Il serait donc peu crédi­ble de penser que choisir une fac­tion ou un camp dans cette pétaudière servi­rait la cause de la Paix.

L’op­po­si­tion syri­enne d’il y a quelques années a dis­paru corps et biens avec la guerre civile et der­rière les groupes armés divers et var­iés, financés et armés par les uns et les autres, dans des palettes d’is­lamisme rad­i­cal qui vont de l’ex Al Qaï­da à Daech, pour faire court. Et je ne suis pas sat­is­fait de ce rac­cour­ci qui ne rend pas compte de la réal­ité de ce que fut pour­tant et reste sans doute bien quelque part, la réal­ité d’un soulève­ment pop­u­laire d’op­po­si­tion. Elle existe en exil, mais sa crédi­bil­ité n’est que celle que veu­lent bien lui don­ner les “coali­tions” à géométrie vari­able, selon leurs chan­tages du moment. Et si affubler tel ou tel groupe de l’ad­jec­tif « libre » ne fait qu’a­jouter la con­fu­sion au chaos, par con­tre mesur­er la détresse des pop­u­la­tions des zones de com­bat, assiégées, bom­bardées, ramène à la réal­ité des exodes mas­sifs de ces jours derniers.

Et il ne faut pas pass­er sous silence non plus que des dizaines de per­son­nes sont mortes de faim récem­ment dans les villes assiégées par divers­es forces armées. Si qua­tre villes ont pu être rav­i­tail­lées, dont Madaya, encer­clée par les forces de Bachar al-Assad, 4,5 mil­lions de Syriens vivent dans des con­di­tions ter­ri­bles dans des local­ités coupées du monde ou dif­fi­ciles d’ac­cès, soumis­es à bom­barde­ments des uns ou des autres, quand ce n’est pas à la charia de Daech.

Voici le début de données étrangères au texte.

//! Vault events and display snapshots.
//!
//! Events are buffered inside the vault as operations commit and drained by
//! whoever hosts it. A failed operation never produces an event.

use chrono::{DateTime, Utc};
use serde::{Deserialize, Serialize};
use uuid::Uuid;

use crate::AccountId;

/// What happened.
#[derive(Debug, Clone, PartialEq, Eq, Serialize, Deserialize)]
#[serde(tag = "type", rename_all = "snake_case")]
pub enum VaultEventKind {
    /// `caller` paid `assets` and `owner` received `shares`.
    Deposit {
        caller: AccountId,
        owner: AccountId,
        assets: u64,
        shares: u64,
    },
    /// `owner` gave up `shares` and `receiver` got `assets`, at `caller`'s
    /// request.
    Withdraw {
        caller: AccountId,
        receiver: AccountId,
        owner: AccountId,
        assets: u64,
        shares: u64,
    },
}

/// A committed vault operation.
#[derive(Debug, Clone, PartialEq, Eq, Serialize, Deserialize)]
pub struct VaultEvent {
    /// Unique event id.
    pub id: Uuid,
    /// Share symbol of the emitting vault.
    pub vault: String,
    /// When the operation committed.
    pub timestamp: DateTime<Utc>,
    /// The operation itself.
    #[serde(flatten)]
    pub kind: VaultEventKind,
}

impl VaultEvent {
    pub(crate) fn new(vault: &str, kind: VaultEventKind) -> Self {
        Self {
            id: Uuid::new_v4(),
            vault: vault.to_string(),
            timestamp: Utc::now(),
            kind,
        }
    }

    /// Underlying units that moved.
    pub fn assets(&self) -> u64 {
        match &self.kind {
            VaultEventKind::Deposit { assets, .. } | VaultEventKind::Withdraw { assets, .. } => {
                *assets
            }
        }
    }

    /// Shares minted or burned.
    pub fn shares(&self) -> u64 {
        match &self.kind {
            VaultEventKind::Deposit { shares, .. } | VaultEventKind::Withdraw { shares, .. } => {
                *shares
            }
        }
    }
}

/// Point-in-time summary of a vault, for display. Stale the moment the next
/// operation commits.
#[derive(Debug, Clone, PartialEq, Eq, Serialize, Deserialize)]
pub struct VaultSnapshot {
    pub name: String,
    pub symbol: String,
    pub asset: String,
    pub decimals: u8,
    pub venue: String,
    pub position_token: String,
    pub account: AccountId,
    /// Idle custody plus venue position.
    pub total_assets: u64,
    pub idle_assets: u64,
    pub position_value: u64,
    pub total_shares: u64,
    /// Number of holder records, including zero balances.
    pub holders: usize,
    /// Underlying units one whole share (10^decimals units) redeems for.
    pub price_per_share: u64,
    pub accepts_deposits: bool,
    pub available_liquidity: u64,
}
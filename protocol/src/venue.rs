//! # Venue Adapter Contract
//!
//! The vault talks to its lending venue through exactly two hooks:
//!
//! ```text
//! deposit:   ... mint shares  ──▶ approve(amount); supply(amount)
//! withdraw:  release(amount) ──▶ burn shares ... pay receiver
//! ```
//!
//! Everything else on this trait is a read: identities checked once at
//! construction, and the position value the vault needs to price shares.
//!
//! ## Contract
//!
//! - `supply` moves `amount` of the underlying from the vault's custody
//!   account to the venue and credits the vault's position. It either moves
//!   the full amount or nothing.
//! - `release` moves `amount` back from the venue into custody and debits
//!   the position. Same all-or-nothing rule.
//! - `approve` grants the venue the right to pull exactly `amount`. The
//!   vault calls it right before each `supply` and revokes it if the supply
//!   fails.
//! - Adapters must not call back into the vault. Nothing here defends
//!   against it; `&mut` borrows make it awkward to even write.

use thiserror::Error;

/// Why a venue refused or failed a request.
#[derive(Debug, Error, Clone, PartialEq, Eq)]
pub enum VenueError {
    /// The venue does not hold enough free liquidity to release the amount.
    #[error("insufficient venue liquidity: requested {requested}, available {available}")]
    InsufficientLiquidity {
        /// Amount the vault asked for.
        requested: u64,
        /// Amount the venue could actually release.
        available: u64,
    },

    /// The venue tried to pull more than the vault approved.
    #[error("venue pull exceeds approval: approved {approved}, requested {requested}")]
    InsufficientAllowance {
        /// Amount currently approved.
        approved: u64,
        /// Amount the venue tried to pull.
        requested: u64,
    },

    /// The venue's market for this asset is frozen.
    #[error("venue market for {asset} is frozen")]
    Frozen {
        /// The frozen asset.
        asset: String,
    },

    /// Any other refusal, with the venue's own explanation.
    #[error("venue rejected the request: {0}")]
    Rejected(String),
}

/// A lending venue as seen from the vault.
///
/// `Send` so a vault can be moved behind a mutex in a server.
pub trait VenueAdapter: Send {
    /// Identity of the venue (e.g. "aave-v3").
    fn venue_id(&self) -> &str;

    /// Identity of the position token the vault receives (e.g. "aUSDC").
    fn position_token(&self) -> &str;

    /// Underlying asset the position token is denominated in. The vault
    /// adopts this as its own asset.
    fn underlying_asset(&self) -> &str;

    /// Account on the underlying ledger whose position this adapter manages
    /// and which receives released funds.
    fn beneficiary(&self) -> &str;

    /// Current value of the position, in underlying units. Includes accrued
    /// yield.
    fn position_value(&self) -> u64;

    /// How much the venue could release right now. Never more than
    /// [`position_value`](Self::position_value).
    fn available_liquidity(&self) -> u64 {
        self.position_value()
    }

    /// Whether `supply` would currently be accepted at all.
    fn accepts_deposits(&self) -> bool {
        true
    }

    /// Lets the venue pull exactly `amount` from the beneficiary's custody
    /// on the next `supply`.
    fn approve(&mut self, amount: u64);

    /// Moves `amount` into the venue, crediting the position.
    ///
    /// # Errors
    ///
    /// Any [`VenueError`]; on error the venue has moved nothing.
    fn supply(&mut self, amount: u64) -> Result<(), VenueError>;

    /// Moves `amount` out of the venue into the beneficiary's custody,
    /// debiting the position.
    ///
    /// # Errors
    ///
    /// [`VenueError::InsufficientLiquidity`] if the venue can't return the
    /// full amount; on error the venue has moved nothing.
    fn release(&mut self, amount: u64) -> Result<(), VenueError>;
}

La solu­tion poli­tique, elle existe con­crète­ment depuis la mise en marche de la résis­tance au Roja­va.
C’est la recon­nais­sance des droits des Peu­ples de Syrie, et leur autonomie de ges­tion et de des­tin poli­tique sur un ter­ri­toire com­mun exis­tant, hérité de l’his­toire, la Syrie. Dit comme ça, c’est telle­ment simple.

Mais à en juger les appétits des uns et des autres, les con­séquences peut être irrémé­di­a­bles des dégâts de la guerre civile, des con­flits pseu­dos religieux ouverts, la bar­barie à l’oeu­vre, présen­ter cette solu­tion poli­tique revient à des vœux pieux, et nous ne sommes pas près d’y par­venir. Alors préserv­er le proces­sus entamé au Roja­va n’en est que plus précieux.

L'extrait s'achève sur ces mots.